### THE TASK:
Could you restate, word for word, the line that has "pub mod parameter;" and all lines following it through the end of the entries below?

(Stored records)

Start of Block

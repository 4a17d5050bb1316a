//! Sleipnir Circuit Intermediate Representation
//!
//! This crate provides the data structures for representing quantum
//! circuits in Sleipnir: the closed operation vocabulary, instructions
//! binding operations to wires, and ordered circuits.
//!
//! # Overview
//!
//! A [`Circuit`] is an ordered list of [`Instruction`]s; each instruction
//! binds one [`Operation`] to wires in three disjoint address spaces
//! ([`QubitId`], [`BitId`], [`ZVarId`]). The operation vocabulary covers
//! primitive gates, arbitrary-matrix gates, composite modifiers (power,
//! inverse, control), structural containers (block, repeat, if-statement),
//! measurement and reset, noise channels, observables and annotations,
//! and classical z-register arithmetic.
//!
//! Instructions are immutable once constructed, and construction validates
//! the wire binding against the operation's fixed arity. Every expandable
//! operation kind carries its decomposition rule
//! ([`Instruction::decompose`]); the lowering pass in `sleipnir-lower`
//! drives those rules recursively.
//!
//! # Example: Building a Bell State
//!
//! ```rust
//! use sleipnir_ir::{Circuit, QubitId, BitId};
//!
//! let mut circuit = Circuit::new("bell");
//! circuit.h(QubitId(0)).unwrap();
//! circuit.cx(QubitId(0), QubitId(1)).unwrap();
//! circuit.measure(QubitId(0), BitId(0)).unwrap();
//! circuit.measure(QubitId(1), BitId(1)).unwrap();
//!
//! assert_eq!(circuit.num_qubits(), 2);
//! assert_eq!(circuit.len(), 4);
//! ```
//!
//! # Example: Composite Modifiers
//!
//! ```rust
//! use sleipnir_ir::{Instruction, Operation, QubitId, StandardGate};
//!
//! // A controlled-Hadamard built from modifiers rather than the native CH.
//! let op = Operation::control(1, Operation::Gate(StandardGate::H));
//! let inst = Instruction::new(op, [QubitId(0), QubitId(1)], [], []).unwrap();
//!
//! // Its decomposition stays on the same wires.
//! for piece in inst.decompose().unwrap() {
//!     assert!(piece.qubits().iter().all(|q| q.0 <= 1));
//! }
//! ```

pub mod circuit;
pub mod decompose;
pub mod error;
pub mod gate;
pub mod instruction;
pub mod matrix;
pub mod noise;
pub mod observable;
pub mod operation;
pub mod parameter;
pub mod wire;

pub use circuit::{Circuit, WireUsage};
pub use error::{IrError, IrResult};
pub use gate::{CustomGate, GateCall, GateDecl, StandardGate};
pub use instruction::Instruction;
pub use matrix::{DenseMatrix, Matrix2};
pub use noise::{NoiseChannel, ProjectiveBasis};
pub use observable::{HamiltonianTerm, Pauli, PauliString};
pub use operation::{OpKind, Operation};
pub use parameter::{ParamOp, ParameterExpression};
pub use wire::{BitId, BitString, QubitId, ZVarId};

End of Block

### TASK OUTPUT:
pub mod parameter;
pub mod wire;

pub use circuit::{Circuit, WireUsage};
pub use error::{IrError, IrResult};
pub use gate::{CustomGate, GateCall, GateDecl, StandardGate};
pub use instruction::Instruction;
pub use matrix::{DenseMatrix, Matrix2};
pub use noise::{NoiseChannel, ProjectiveBasis};
pub use observable::{HamiltonianTerm, Pauli, PauliString};
pub use operation::{OpKind, Operation};
pub use parameter::{ParamOp, ParameterExpression};
pub use wire::{BitId, BitString, QubitId, ZVarId};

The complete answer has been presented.